Doctor says media exaggerated findings from recent TAVR study, and more quick hits from TCT
The Cardioband for minimally invasive mitral valve repair--Courtesy of Valtech Cardio

The ongoing Transcatheter Cardiovascular Therapeutics conference in San Francisco couldn't be any more timely, with bigwigs Abbott ($ABT), Edwards ($EW), and Medtronic ($MDT) dropping more than $1 billion on the burgeoning transcatheter mitral valve repair/replacement market in recent months. HeartWare ($HTWR) is attempting to enter the TMVR market too, transforming itself from an LVAD specialist to a cardiology generalist (though its deal to acquire Valtech is not popular on Wall Street). And Boston Scientific ($BSX) just announced its option to acquire MValve Technologies for $200 million.

Due to all the wheeling and dealing, several aspirants in the transcatheter and (and related minimally invasive surgical) mitral valve space are exiting stealth mode and will present data at TCT.

But don't forget about transcatheter aortic valve replacement (TAVR), whose clinical and economic success is responsible for the strong interest in TMVR. A recent study in the New England Journal of Medicine has raised a potentially troublesome safety issue with TAVRs, just in case the field was already being relegated as yesterday's big thing in light of the TMVR mania.

Here are some quick hits from the weekend session of the conference. Note that the conference isn't limited strictly to transcatheter devices, in spite of its (highly marketable) name.

  • Dr. Raj Makkar was critical of the mainstream media (namely the Wall Street Journal and Associated Press) for exaggerating the results of his NEJM study, which was in fact inconclusive about the risk posed by reduced leaflet mobility, a phenomenon that has been found to occur in at least two TAVRs and even traditional surgically implanted heart valves. The paper did find a tentative link between stroke and reduced leaflet mobility, but the sample size was too small to make an empirical conclusion. Moreover, the study says that the correlation between the adverse event and mechanical issue of leaflet mobility is probably not the result of causation.

  • Valtech's Cardioband transcatheter mitral valve repair device passed its feasibility study. Successful implantation of the device was achieved in 37 of 40 high-risk mitral valve regurgitation. Quality of life improved following implantation, as evidenced by patient questionnaire and 6-minute walk test, said Dr. Alec Vahanian of Bichat Hospital in Paris. One limitation is that the device is not supposed to be used as a stand-alone treatment; it can be used adjunctive with other transcatheter devices like Abbott's MitraClip. The device just receiving a CE mark for commercialization in Europe, bolstering HeartWare's case for its disputed acquisition of Valtech.

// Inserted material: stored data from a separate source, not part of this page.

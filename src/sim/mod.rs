pub mod event;
pub mod field;
pub mod level;
pub mod movement;
pub mod rules;
pub mod session;
pub mod step;
pub mod switch;
pub mod teleport;
/// Field: the complete state of a running board.
///
/// ## Ownership
///
/// Cells live in a slot map arena (`cells`). The grid stores `Slot`s that
/// either point at a cell by key, are empty, or hold one of the two
/// reserved markers:
///   - `Reserved::Source`     : a cell is sliding out of (or dying in) this slot
///   - `Reserved::Destination`: a cell is sliding into this slot
///
/// A sliding cell is reachable only through `moving` until it commits.
/// Markers are plain tags, never cells, so nothing can free them twice.
///
/// All slot mutations go through `set_slot()`. Out-of-bounds reads answer
/// `Slot::Empty`, so neighbour checks need no bounds juggling.

use slotmap::{new_key_type, SlotMap};

use crate::config::EngineConfig;
use crate::domain::cell::Cell;
use crate::domain::edges::EdgeMask;
use crate::domain::tile::{TileKind, BRICK_VARIANTS};
use super::level::{LevelData, Link};
use super::switch::SwitchBoard;

/// Width and height of every board.
pub const FIELD_SIZE: i32 = 11;

new_key_type! {
    pub struct CellKey;
}

#[derive(Clone, Copy, PartialEq, Eq, Debug)]
pub enum Reserved {
    Source,
    Destination,
}

#[derive(Clone, Copy, PartialEq, Eq, Debug, Default)]
pub enum Slot {
    #[default]
    Empty,
    Cell(CellKey),
    Reserved(Reserved),
}

pub struct Field {
    /// Row-major grid, `FIELD_SIZE * FIELD_SIZE`.
    slots: Vec<Slot>,
    pub cells: SlotMap<CellKey, Cell>,
    /// Live bricks per variant, including dying and sliding ones.
    pub census: [u32; BRICK_VARIANTS as usize],
    /// Cells sliding between slots, in the order their moves started.
    pub moving: Vec<CellKey>,
    /// Cells queued for removal or counting down their death animation.
    pub removing: Vec<CellKey>,
    /// Switch-lifted walls waiting to be put back.
    pub deactivated: Vec<CellKey>,
    pub teleports: Vec<Link>,
    pub switches: SwitchBoard,
    pub cfg: EngineConfig,
    /// Death animation length for removed bricks.
    pub die_ticks: i32,
}

// ── Construction ──

impl Field {
    pub fn new(cfg: EngineConfig) -> Self {
        let n = (FIELD_SIZE * FIELD_SIZE) as usize;
        Field {
            slots: vec![Slot::Empty; n],
            cells: SlotMap::with_key(),
            census: [0; BRICK_VARIANTS as usize],
            moving: Vec::new(),
            removing: Vec::new(),
            deactivated: Vec::new(),
            teleports: Vec::new(),
            switches: SwitchBoard::default(),
            die_ticks: cfg.brick_die_ticks,
            cfg,
        }
    }

    /// Build a field from a parsed level: cells, wall edges, switch targets.
    pub fn from_level(level: &LevelData, cfg: EngineConfig) -> Self {
        let mut field = Field::new(cfg);
        for y in 0..FIELD_SIZE {
            for x in 0..FIELD_SIZE {
                if let Some(kind) = level.tile(x, y) {
                    field.create_cell(x, y, kind);
                }
            }
        }
        field.teleports = level.info.teleports.clone();
        field.switches = SwitchBoard::new(level.info.switches.clone());
        field.classify_static_edges();
        super::switch::set_targets(&mut field);
        tracing::debug!(
            cells = field.cells.len(),
            teleports = field.teleports.len(),
            "field loaded"
        );
        field
    }
}

// ── Slot query / mutation API ──

impl Field {
    #[inline]
    pub fn in_bounds(&self, x: i32, y: i32) -> bool {
        x >= 0 && y >= 0 && x < FIELD_SIZE && y < FIELD_SIZE
    }

    #[inline]
    fn index(x: i32, y: i32) -> usize {
        (y * FIELD_SIZE + x) as usize
    }

    /// Slot at (x, y). Out of bounds reads as empty.
    #[inline]
    pub fn slot(&self, x: i32, y: i32) -> Slot {
        if self.in_bounds(x, y) {
            self.slots[Self::index(x, y)]
        } else {
            Slot::Empty
        }
    }

    #[inline]
    pub fn set_slot(&mut self, x: i32, y: i32, slot: Slot) {
        if self.in_bounds(x, y) {
            self.slots[Self::index(x, y)] = slot;
        }
    }

    #[inline]
    pub fn is_empty(&self, x: i32, y: i32) -> bool {
        self.in_bounds(x, y) && self.slot(x, y) == Slot::Empty
    }

    #[inline]
    pub fn is_reserved(&self, x: i32, y: i32) -> bool {
        matches!(self.slot(x, y), Slot::Reserved(_))
    }

    /// Key of the resting cell at (x, y), if any.
    pub fn cell_at(&self, x: i32, y: i32) -> Option<CellKey> {
        match self.slot(x, y) {
            Slot::Cell(key) if self.cells.contains_key(key) => Some(key),
            _ => None,
        }
    }

    pub fn cell_ref_at(&self, x: i32, y: i32) -> Option<&Cell> {
        self.cell_at(x, y).and_then(|k| self.cells.get(k))
    }

    pub fn kind_at(&self, x: i32, y: i32) -> Option<TileKind> {
        self.cell_ref_at(x, y).map(|c| c.kind)
    }

    /// Resting matchable brick at (x, y)?
    pub fn brick_at(&self, x: i32, y: i32) -> Option<CellKey> {
        self.cell_at(x, y).filter(|&k| self.cells[k].is_brick())
    }

    /// True iff (x, y) is in bounds and holds a static blocking tile.
    pub fn is_blocking(&self, x: i32, y: i32) -> bool {
        self.kind_at(x, y).map_or(false, TileKind::is_blocking)
    }

    /// Is the slot below (x, y) reserved (sliding or dying cell)?
    pub fn on_top_of_reserved(&self, x: i32, y: i32) -> bool {
        y + 1 < FIELD_SIZE && self.is_reserved(x, y + 1)
    }
}

// ── Cell lifecycle ──

impl Field {
    /// Create a cell resting at (x, y), replacing whatever the slot held.
    pub fn create_cell(&mut self, x: i32, y: i32, kind: TileKind) -> CellKey {
        let key = self.cells.insert(Cell::new(kind, x, y, &self.cfg));
        if let Some(v) = kind.brick_variant() {
            self.census[v as usize] += 1;
        }
        self.set_slot(x, y, Slot::Cell(key));
        key
    }

    /// Free a cell. Census is left alone; removal bookkeeping does that.
    pub fn destroy_cell(&mut self, key: CellKey) -> Option<Cell> {
        self.cells.remove(key)
    }

    /// Recompute edge masks for every blocking tile.
    pub fn classify_static_edges(&mut self) {
        let mut masks = Vec::new();
        for y in 0..FIELD_SIZE {
            for x in 0..FIELD_SIZE {
                if self.is_blocking(x, y) {
                    if let Some(key) = self.cell_at(x, y) {
                        masks.push((key, EdgeMask::classify(x, y, |ax, ay| self.is_blocking(ax, ay))));
                    }
                }
            }
        }
        for (key, mask) in masks {
            if let Some(c) = self.cells.get_mut(key) {
                c.edges = mask;
            }
        }
    }

    /// Tile kinds as they sit on the grid. Reserved and empty slots are `None`.
    pub fn tile_grid(&self) -> Vec<Option<TileKind>> {
        let mut out = Vec::with_capacity(self.slots.len());
        for y in 0..FIELD_SIZE {
            for x in 0..FIELD_SIZE {
                out.push(self.kind_at(x, y));
            }
        }
        out
    }

    /// Tile grid for writing back to a level file. A sliding cell goes to
    /// the slot it left. Lifted walls go home unless a cell took the slot.
    pub fn save_grid(&self) -> Vec<Option<TileKind>> {
        let mut out = self.tile_grid();
        let mut put = |x: i32, y: i32, kind: TileKind, overwrite: bool| {
            if self.in_bounds(x, y) {
                let slot = &mut out[Self::index(x, y)];
                if overwrite || slot.is_none() {
                    *slot = Some(kind);
                }
            }
        };
        for &key in &self.moving {
            if let Some(c) = self.cells.get(key) {
                put(c.sx, c.sy, c.kind, true);
            }
        }
        for &key in &self.removing {
            if let Some(c) = self.cells.get(key) {
                put(c.dx, c.dy, c.kind, true);
            }
        }
        for &key in &self.deactivated {
            if let Some(c) = self.cells.get(key) {
                put(c.dx, c.dy, c.kind, false);
            }
        }
        out
    }

    /// Pixel centre of a cell, for effect spawns.
    pub fn centre_of(&self, cell: &Cell) -> (i32, i32) {
        let half = self.cfg.tile_size / 2;
        (cell.px + half, cell.py + half)
    }
}

// ══════════════════════════════════════════════════════════════
// Test helpers
// ══════════════════════════════════════════════════════════════

/// Build a field from an ASCII diagram anchored at the top-left corner.
/// Legend:  '#'=Wall  'g'=Glue  '<'/'>'=One-way  'H'/'V'=Movers
///         'E'=Evil  'C'=Copy  'S'=Swap  'R'=Remove  '1'/'0'=Switch on/off
///         'a'..'j'=Brick variants 0..9  '.'/' '=Empty
#[cfg(test)]
pub fn field_from(rows: &[&str]) -> Field {
    let mut field = Field::new(EngineConfig::default());
    for (y, row) in rows.iter().enumerate() {
        for (x, ch) in row.chars().enumerate() {
            let kind = match ch {
                '#' => TileKind::Wall,
                'g' => TileKind::Glue,
                '<' => TileKind::OneWayLeft,
                '>' => TileKind::OneWayRight,
                'H' => TileKind::MoverHorizontal,
                'V' => TileKind::MoverVertical,
                'E' => TileKind::EvilTrigger,
                'C' => TileKind::CopyTrigger,
                'S' => TileKind::SwapTrigger,
                'R' => TileKind::RemoveTrigger,
                '1' => TileKind::SwitchOn,
                '0' => TileKind::SwitchOff,
                c @ 'a'..='j' => TileKind::Brick(c as u8 - b'a'),
                _ => continue,
            };
            field.create_cell(x as i32, y as i32, kind);
        }
    }
    field.classify_static_edges();
    field
}

/// Same as `field_from`, but the diagram is anchored at the bottom rows.
#[cfg(test)]
pub fn field_from_bottom(rows: &[&str]) -> Field {
    let pad = FIELD_SIZE as usize - rows.len();
    let mut all: Vec<&str> = vec![""; pad];
    all.extend_from_slice(rows);
    field_from(&all)
}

  • Catheterization labs lose $7,500 per TAVR patient. Expect fewer overnight stays at the hospital following a TAVR procedure, as part of a bid to improve the treatment paradigm's economics. "Same-day discharge appears to be as safe as overnight observation," said Dr. Sunil Rao of Duke University Medical, pointing to new observational data. "In selected patients, a 6-hour period of observation post-PCI is reasonable before sending the patient home," he told TCTMD.

  • More data was released in supporting of the use of fractional flow reserve (FFR) technology during percutaneous coronary interventions, such as stent implantation procedures. Results show the technique can cut down on unnecessary procedures. "A large proportion of [nonculprit lesions that appear severe on angiography] are not flow limiting and potentially do not need treatment or further investigation when FFR is done in the acute phase," Dr. Pieter Smits of Maasstad Hospital in Rotterdam, Netherlands, said, according to TCTMD.

Industry bigwigs have several announcements planned for session's main days. Medtronic plans to release lots of new information about its CoreValve TAVR and In.Pact drug-eluting balloon for peripheral artery disease (PAD). And the company just announced the preliminary results of the trial of its investigational Drug-Filled Stent.

Meanwhile Boston Scientific plans to provide update on its CE-marked (but not FDA-approved) Lotus TAVR and stroke fighting Watchman left atrial appendage device, while Abbott will present the latest data from its clinical trial to secure FDA approval for its CE-marked Absorb BVS bioresorbable stent.